DATA —
//! 上传流程 - 流程层
//!
//! 状态顺序：登录 → 已认证 → 上传 → 等待处理（轮询） → 已分页。
//! 任一状态失败都先追加一条可见的失败测试，再以 `Halted` 结束，不重试。

use crate::clients::{GradingPlatform, PageAssignment, ProcessingStatus, SubmissionHandle};
use crate::config::PollPolicy;
use crate::error::{Halted, PageAssignError, PlatformError};
use crate::infrastructure::ResultsFile;
use crate::models::TestResult;
use crate::services::page_assigner::{pages_for_questions, partition_pages, PageTextSource};
use crate::utils::logging::truncate_text;
use anyhow::Result;
use serde_json::Value as JsonValue;
use std::fmt;
use std::path::Path;
use std::time::Duration;
use tokio::time::{sleep, Instant};
use tracing::{error, info, warn};

pub const UPLOAD_ERROR: &str = "PDF Assignment Upload Error";
pub const UPLOAD_SUCCESS: &str = "PDF Upload Successful";
pub const PAGE_FAILURE: &str = "Page Assignment Failure";
pub const PAGE_SUCCESS: &str = "Page Assignment Successful";

/// 上传状态机的状态
#[derive(Debug, Clone, Copy, PartialEq, Eq)]
pub enum UploadState {
    Login,
    Authenticated,
    Uploading,
    Processing,
    PagesAssigned,
}

impl UploadState {
    fn label(self) -> &'static str {
        match self {
            UploadState::Login => "登录",
            UploadState::Authenticated => "已认证",
            UploadState::Uploading => "上传",
            UploadState::Processing => "等待处理",
            UploadState::PagesAssigned => "已分页",
        }
    }
}

impl fmt::Display for UploadState {
    fn fmt(&self, f: &mut fmt::Formatter<'_>) -> fmt::Result {
        f.write_str(self.label())
    }
}

/// 轮询失败的原因
#[derive(Debug)]
enum PollFailure {
    Platform(PlatformError),
    UnknownStatus(JsonValue),
    TimedOut(Duration),
}

/// 上传流程
///
/// - 持有平台会话（登录后的 cookie 和 token 都在里面）
/// - 决定何时登录、上传、分页，以及失败时写什么测试
pub struct UploadFlow<'a, P: GradingPlatform> {
    platform: P,
    results: &'a ResultsFile,
    question_ids: Vec<String>,
    poll: PollPolicy,
    state: UploadState,
}

impl<'a, P: GradingPlatform> UploadFlow<'a, P> {
    pub fn new(
        platform: P,
        results: &'a ResultsFile,
        question_ids: Vec<String>,
        poll: PollPolicy,
    ) -> Self {
        Self {
            platform,
            results,
            question_ids,
            poll,
            state: UploadState::Login,
        }
    }

    pub fn state(&self) -> UploadState {
        self.state
    }

    pub fn platform(&self) -> &P {
        &self.platform
    }

    fn advance(&mut self, next: UploadState) {
        info!("[上传] {} → {}", self.state, next);
        self.state = next;
    }

    /// 上传 PDF 并自动分页
    ///
    /// `open_document` 在上传成功之后才调用，用于读取本地 PDF 的逐页文本。
    pub async fn run<S, F>(
        &mut self,
        pdf: &Path,
        owner_id: &str,
        open_document: F,
    ) -> Result<SubmissionHandle>
    where
        S: PageTextSource,
        F: FnOnce() -> Result<S, PageAssignError>,
    {
        // ========== 登录 ==========
        if let Err(e) = self.platform.login().await {
            return self
                .fail_platform(
                    UPLOAD_ERROR,
                    "There was an error logging into Gradescope. Please try again or inform the course staff.",
                    &e,
                )
                .await;
        }
        self.advance(UploadState::Authenticated);

        // ========== 上传 ==========
        self.advance(UploadState::Uploading);
        let handle = match self.platform.upload(pdf, owner_id).await {
            Ok(handle) => handle,
            Err(e) => {
                return self
                    .fail_platform(
                        UPLOAD_ERROR,
                        "There was an error uploading your compiled PDF file to Gradescope. Please try again or inform the course staff.",
                        &e,
                    )
                    .await;
            }
        };
        self.results
            .append(TestResult::pass_fail(
                UPLOAD_SUCCESS,
                "Your compiled PDF has successfully been uploaded to Gradescope. Please go into the PDF assignment and make sure it looks correct. NOTE: The assignment will show up as if it was submitted late, regardless if you submitted on time. Don't worry.",
                true,
            ))
            .await?;

        // ========== 本地分页 ==========
        let groups = match open_document()
            .and_then(|document| partition_pages(&document, self.question_ids.len()))
        {
            Ok(groups) => groups,
            Err(e) => return self.fail_pages(&e).await,
        };
        info!("📑 找到 {} 组题目页", groups.len());

        // ========== 等待平台处理 ==========
        self.advance(UploadState::Processing);
        if let Err(failure) = self.wait_until_processed(&handle).await {
            return match failure {
                PollFailure::Platform(e) => {
                    self.fail_platform(
                        PAGE_FAILURE,
                        "Failed to check PDF attachment status on Gradescope. Please try again or contact the course staff.",
                        &e,
                    )
                    .await
                }
                PollFailure::UnknownStatus(status) => {
                    error!("未知的 PDF 处理状态: {}", status);
                    self.fail(
                        PAGE_FAILURE,
                        "Unknown PDF processing status encountered. Please try again or contact the course staff.",
                    )
                    .await
                }
                PollFailure::TimedOut(waited) => {
                    error!("等待 PDF 处理超时: {:?}", waited);
                    self.fail(
                        PAGE_FAILURE,
                        "Gradescope took too long to process the uploaded PDF. Please assign pages manually or contact the course staff.",
                    )
                    .await
                }
            };
        }

        // ========== 提交分页 ==========
        let pages = match self.platform.fetch_pages(&handle).await {
            Ok(pages) => pages,
            Err(e) => {
                return self
                    .fail_platform(
                        PAGE_FAILURE,
                        "Failed to get pages in JSON format from Gradescope. Please try again or contact the course staff.",
                        &e,
                    )
                    .await;
            }
        };
        let pages_for_question = match pages_for_questions(&groups, &self.question_ids, &pages) {
            Ok(mapping) => mapping,
            Err(e) => return self.fail_pages(&e).await,
        };
        let assignment = PageAssignment {
            pages_for_question,
            pages,
        };
        if let Err(e) = self.platform.assign_pages(&handle, &assignment).await {
            return self
                .fail_platform(
                    PAGE_FAILURE,
                    "Invalid response received while trying to update page selection on Gradescope. Please try again or contact the course staff.",
                    &e,
                )
                .await;
        }

        self.advance(UploadState::PagesAssigned);
        self.results
            .append(TestResult::pass_fail(
                PAGE_SUCCESS,
                "Auto-assignment of PDF pages successful. Please go into the PDF assignment, check and re-assign pages if it has been done incorrectly.",
                true,
            ))
            .await?;

        Ok(handle)
    }

    /// 每隔 `interval` 查询一次，直到处理完成、出现未知状态或超时
    async fn wait_until_processed(&mut self, handle: &SubmissionHandle) -> Result<(), PollFailure> {
        let started = Instant::now();
        loop {
            match self
                .platform
                .poll_status(handle)
                .await
                .map_err(PollFailure::Platform)?
            {
                ProcessingStatus::Done => return Ok(()),
                ProcessingStatus::Processing => {}
                ProcessingStatus::Unknown(status) => return Err(PollFailure::UnknownStatus(status)),
            }

            if let Some(timeout) = self.poll.timeout {
                let waited = started.elapsed();
                if waited >= timeout {
                    return Err(PollFailure::TimedOut(waited));
                }
            }
            info!("⏳ PDF 仍在处理中，{:?} 后再次查询", self.poll.interval);
            sleep(self.poll.interval).await;
        }
    }

    async fn fail_pages<T>(&self, e: &PageAssignError) -> Result<T> {
        warn!("⚠️ 自动分页失败: {}", e);
        self.fail(PAGE_FAILURE, &e.student_message()).await
    }

    async fn fail_platform<T>(&self, name: &str, message: &str, e: &PlatformError) -> Result<T> {
        error!("[上传] {} 阶段失败: {}", self.state, e);
        if let Some(body) = e.raw_response() {
            error!("平台响应详情: {}", truncate_text(body, 2000));
        }
        self.fail(name, message).await
    }

    async fn fail<T>(&self, name: &str, message: &str) -> Result<T> {
        self.results
            .append(TestResult::pass_fail(name, message, false))
            .await?;
        Err(Halted::at(self.state.label()).into())
    }
}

ASSIGNMENT — Tally how many lines of the listing above include the string "PollPolicy", and report that figure by itself.

RESPONSE TO THE EXERCISE — 3